▸ EXERCISE AIM
Set down the material exactly as given, please, from its first line through the line that includes "and an async".

▸ RECORD SET
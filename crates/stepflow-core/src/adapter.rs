// Copyright (c) 2025 Stepflow Team
// SPDX-License-Identifier: MIT OR Apache-2.0

//! Adapter contract.
//!
//! An adapter implements a family of dotted actions (`http.request.*`).
//! The engine talks to adapters exclusively through this trait: pattern
//! based action claiming, optional input validation, and an async
//! `execute` receiving a read-only view of the run plus a cancellation
//! token. Concrete HTTP/shell/filesystem bodies live outside the core.

use crate::cancel::CancellationToken;
use crate::context::ContextView;
use crate::error::Result;
use async_trait::async_trait;
use serde::{Deserialize, Serialize};
use std::collections::HashMap;
use std::path::PathBuf;
use std::time::Duration;
use tracing::{debug, error, info, warn};

/// Rough cost classification used by planners and billing collaborators.
#[derive(Debug, Clone, Copy, PartialEq, Eq, Serialize, Deserialize)]
#[serde(rename_all = "lowercase")]
pub enum CostClass {
    Free,
    Low,
    Medium,
    High,
}

/// Static capabilities an adapter declares at registration.
#[derive(Debug, Clone, Serialize, Deserialize)]
pub struct AdapterCapabilities {
    /// Results may be cached for identical inputs.
    pub cacheable: bool,
    /// Multiple actions may run concurrently.
    pub concurrent: bool,
    /// Re-running an action is safe.
    pub idempotent: bool,
    /// Named external resources the adapter needs (network, disk, ...).
    pub resources: Vec<String>,
    /// Cost class of a typical action.
    pub cost: CostClass,
}

impl Default for AdapterCapabilities {
    fn default() -> Self {
        Self {
            cacheable: false,
            concurrent: true,
            idempotent: false,
            resources: Vec::new(),
            cost: CostClass::Low,
        }
    }
}

/// Error details reported by an adapter.
#[derive(Debug, Clone, Serialize, Deserialize)]
pub struct AdapterErrorInfo {
    /// Human-readable message.
    pub message: String,
    /// Adapter-specific code.
    #[serde(default, skip_serializing_if = "Option::is_none")]
    pub code: Option<String>,
    /// Structured details.
    #[serde(default, skip_serializing_if = "Option::is_none")]
    pub details: Option<serde_json::Value>,
    /// Stack trace or equivalent, when available.
    #[serde(default, skip_serializing_if = "Option::is_none")]
    pub stack: Option<String>,
}

/// Execution metrics attached to a result.
#[derive(Debug, Clone, Default, Serialize, Deserialize)]
pub struct AdapterMetrics {
    /// Wall time of the action in milliseconds.
    pub duration_ms: u64,
    /// Adapter-specific metrics.
    #[serde(flatten)]
    pub extra: HashMap<String, serde_json::Value>,
}

/// Outcome of one adapter action.
#[derive(Debug, Clone, Serialize, Deserialize)]
pub struct AdapterResult {
    /// Whether the action succeeded.
    pub success: bool,
    /// Output value on success.
    #[serde(default)]
    pub output: serde_json::Value,
    /// Error details on failure.
    #[serde(default, skip_serializing_if = "Option::is_none")]
    pub error: Option<AdapterErrorInfo>,
    /// Log lines produced while executing.
    #[serde(default, skip_serializing_if = "Vec::is_empty")]
    pub logs: Vec<String>,
    /// Execution metrics.
    #[serde(default)]
    pub metrics: AdapterMetrics,
    /// Side effects performed (file written, request sent, ...).
    #[serde(default, skip_serializing_if = "Vec::is_empty")]
    pub effects: Vec<String>,
    /// Events the adapter asks the engine to emit.
    #[serde(default, skip_serializing_if = "Vec::is_empty")]
    pub emits: Vec<serde_json::Value>,
    /// Non-fatal warnings.
    #[serde(default, skip_serializing_if = "Vec::is_empty")]
    pub warnings: Vec<String>,
}

impl AdapterResult {
    /// Successful result with the given output.
    pub fn ok(output: serde_json::Value) -> Self {
        Self {
            success: true,
            output,
            error: None,
            logs: Vec::new(),
            metrics: AdapterMetrics::default(),
            effects: Vec::new(),
            emits: Vec::new(),
            warnings: Vec::new(),
        }
    }

    /// Failed result with a message.
    pub fn failed(message: impl Into<String>) -> Self {
        Self {
            success: false,
            output: serde_json::Value::Null,
            error: Some(AdapterErrorInfo {
                message: message.into(),
                code: None,
                details: None,
                stack: None,
            }),
            logs: Vec::new(),
            metrics: AdapterMetrics::default(),
            effects: Vec::new(),
            emits: Vec::new(),
            warnings: Vec::new(),
        }
    }

    /// Attaches an adapter-specific error code.
    #[must_use]
    pub fn with_code(mut self, code: impl Into<String>) -> Self {
        if let Some(error) = &mut self.error {
            error.code = Some(code.into());
        }
        self
    }

    /// Records the action duration.
    #[must_use]
    pub fn with_duration(mut self, duration: Duration) -> Self {
        self.metrics.duration_ms = duration.as_millis() as u64;
        self
    }
}

/// Log level for adapter-scoped logging.
#[derive(Debug, Clone, Copy, PartialEq, Eq)]
pub enum LogLevel {
    Debug,
    Info,
    Warn,
    Error,
}

/// Everything an adapter may see about the run it executes in.
///
/// The view is read-only; the only write channel an adapter has is the
/// [`AdapterResult`] it returns.
#[derive(Debug, Clone)]
pub struct AdapterContext {
    /// Workflow name.
    pub workflow_name: String,
    /// Step being executed.
    pub step_id: String,
    /// Execution id of the run.
    pub execution_id: String,
    /// Secrets, read-only.
    pub secrets: HashMap<String, String>,
    /// Scratch directory for the step.
    pub temp_dir: PathBuf,
    /// Cancellation token; observe at blocking boundaries.
    pub cancel: CancellationToken,
    /// Advisory time budget for the action.
    pub timeout: Option<Duration>,
    /// Working directory.
    pub cwd: PathBuf,
    /// Environment entries (workflow env merged with step env).
    pub env: HashMap<String, String>,
    /// Outputs of all previously completed steps.
    pub step_outputs: HashMap<String, serde_json::Value>,
    /// Workflow inputs.
    pub inputs: HashMap<String, serde_json::Value>,
    /// User-visible workflow context.
    pub workflow_context: HashMap<String, serde_json::Value>,
}

impl AdapterContext {
    /// Builds the context from a run snapshot.
    pub fn from_view(view: &ContextView, step_id: &str, env: HashMap<String, String>,
                     timeout: Option<Duration>, cancel: CancellationToken) -> Self {
        Self {
            workflow_name: view.info.workflow_name.clone(),
            step_id: step_id.to_string(),
            execution_id: view.info.execution_id.clone(),
            secrets: view.secrets.clone(),
            temp_dir: std::env::temp_dir().join(format!(
                "stepflow-{}-{step_id}",
                view.info.execution_id
            )),
            cancel,
            timeout,
            cwd: std::env::current_dir().unwrap_or_else(|_| PathBuf::from(".")),
            env,
            step_outputs: view.steps.clone(),
            inputs: view.inputs.clone(),
            workflow_context: view.context.clone(),
        }
    }

    /// Scoped log line carrying workflow/step/execution fields.
    pub fn log(&self, level: LogLevel, message: &str) {
        match level {
            LogLevel::Debug => debug!(
                workflow = %self.workflow_name,
                step_id = %self.step_id,
                execution_id = %self.execution_id,
                "{message}"
            ),
            LogLevel::Info => info!(
                workflow = %self.workflow_name,
                step_id = %self.step_id,
                execution_id = %self.execution_id,
                "{message}"
            ),
            LogLevel::Warn => warn!(
                workflow = %self.workflow_name,
                step_id = %self.step_id,
                execution_id = %self.execution_id,
                "{message}"
            ),
            LogLevel::Error => error!(
                workflow = %self.workflow_name,
                step_id = %self.step_id,
                execution_id = %self.execution_id,
                "{message}"
            ),
        }
    }
}

/// Matches a dotted action against a glob pattern.
///
/// `*` matches exactly one segment, except in trailing position where it
/// matches the whole remainder: `http.request.*` claims
/// `http.request.get`; `http.*` claims every http action.
pub fn action_matches(pattern: &str, action: &str) -> bool {
    let mut pattern_segments = pattern.split('.').peekable();
    let mut action_segments = action.split('.');
    loop {
        match pattern_segments.next() {
            None => return action_segments.next().is_none(),
            Some("*") if pattern_segments.peek().is_none() => {
                // Trailing wildcard swallows at least one segment.
                return action_segments.next().is_some();
            }
            Some(segment) => match action_segments.next() {
                Some(actual) if segment == "*" || segment == actual => {}
                _ => return false,
            },
        }
    }
}

/// The adapter contract.
#[async_trait]
pub trait Adapter: Send + Sync {
    /// Unique adapter name; also the namespace it claims by default.
    fn name(&self) -> &str;

    /// Adapter version string.
    fn version(&self) -> &str {
        "0.1.0"
    }

    /// Action patterns this adapter implements.
    fn supported_actions(&self) -> Vec<String>;

    /// Declared capabilities.
    fn capabilities(&self) -> AdapterCapabilities {
        AdapterCapabilities::default()
    }

    /// Whether the adapter claims the action.
    fn supports(&self, action: &str) -> bool {
        self.supported_actions()
            .iter()
            .any(|pattern| action_matches(pattern, action))
    }

    /// Validates an input map for an action; returns problem descriptions.
    fn validate(&self, _action: &str, _input: &serde_json::Value) -> Vec<String> {
        Vec::new()
    }

    /// Called once when the engine starts.
    async fn initialize(&self) -> Result<()> {
        Ok(())
    }

    /// Called once when the engine stops.
    async fn cleanup(&self) -> Result<()> {
        Ok(())
    }

    /// Executes one action.
    async fn execute(
        &self,
        action: &str,
        input: serde_json::Value,
        ctx: AdapterContext,
    ) -> Result<AdapterResult>;
}

impl std::fmt::Debug for dyn Adapter {
    fn fmt(&self, f: &mut std::fmt::Formatter<'_>) -> std::fmt::Result {
        f.debug_struct("Adapter")
            .field("name", &self.name())
            .field("version", &self.version())
            .finish()
    }
}

#[cfg(test)]
mod tests {
    use super::*;

    #[test]
    fn exact_patterns_match_exactly() {
        assert!(action_matches("shell.exec", "shell.exec"));
        assert!(!action_matches("shell.exec", "shell.exec.sudo"));
        assert!(!action_matches("shell.exec", "shell"));
    }

    #[test]
    fn inner_wildcard_matches_one_segment() {
        assert!(action_matches("http.*.get", "http.request.get"));
        assert!(!action_matches("http.*.get", "http.request.v2.get"));
    }

    #[test]
    fn trailing_wildcard_matches_remainder() {
        assert!(action_matches("http.request.*", "http.request.get"));
        assert!(action_matches("http.*", "http.request.post"));
        assert!(action_matches("http.*", "http.request.v2.post"));
        assert!(!action_matches("http.*", "http"));
        assert!(!action_matches("http.request.*", "http.request"));
    }

    #[test]
    fn result_constructors_set_success_flag() {
        let ok = AdapterResult::ok(serde_json::json!({"n": 1}));
        assert!(ok.success);
        assert!(ok.error.is_none());

        let failed = AdapterResult::failed("boom").with_code("E_BOOM");
        assert!(!failed.success);
        let error = failed.error.unwrap();
        assert_eq!(error.message, "boom");
        assert_eq!(error.code.as_deref(), Some("E_BOOM"));
    }
}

▸ WRITTEN REPLY
filename crates/stepflow-core/src/adapter.rs
// Copyright (c) 2025 Stepflow Team
// SPDX-License-Identifier: MIT OR Apache-2.0

//! Adapter contract.
//!
//! An adapter implements a family of dotted actions (`http.request.*`).
//! The engine talks to adapters exclusively through this trait: pattern
//! based action claiming, optional input validation, and an async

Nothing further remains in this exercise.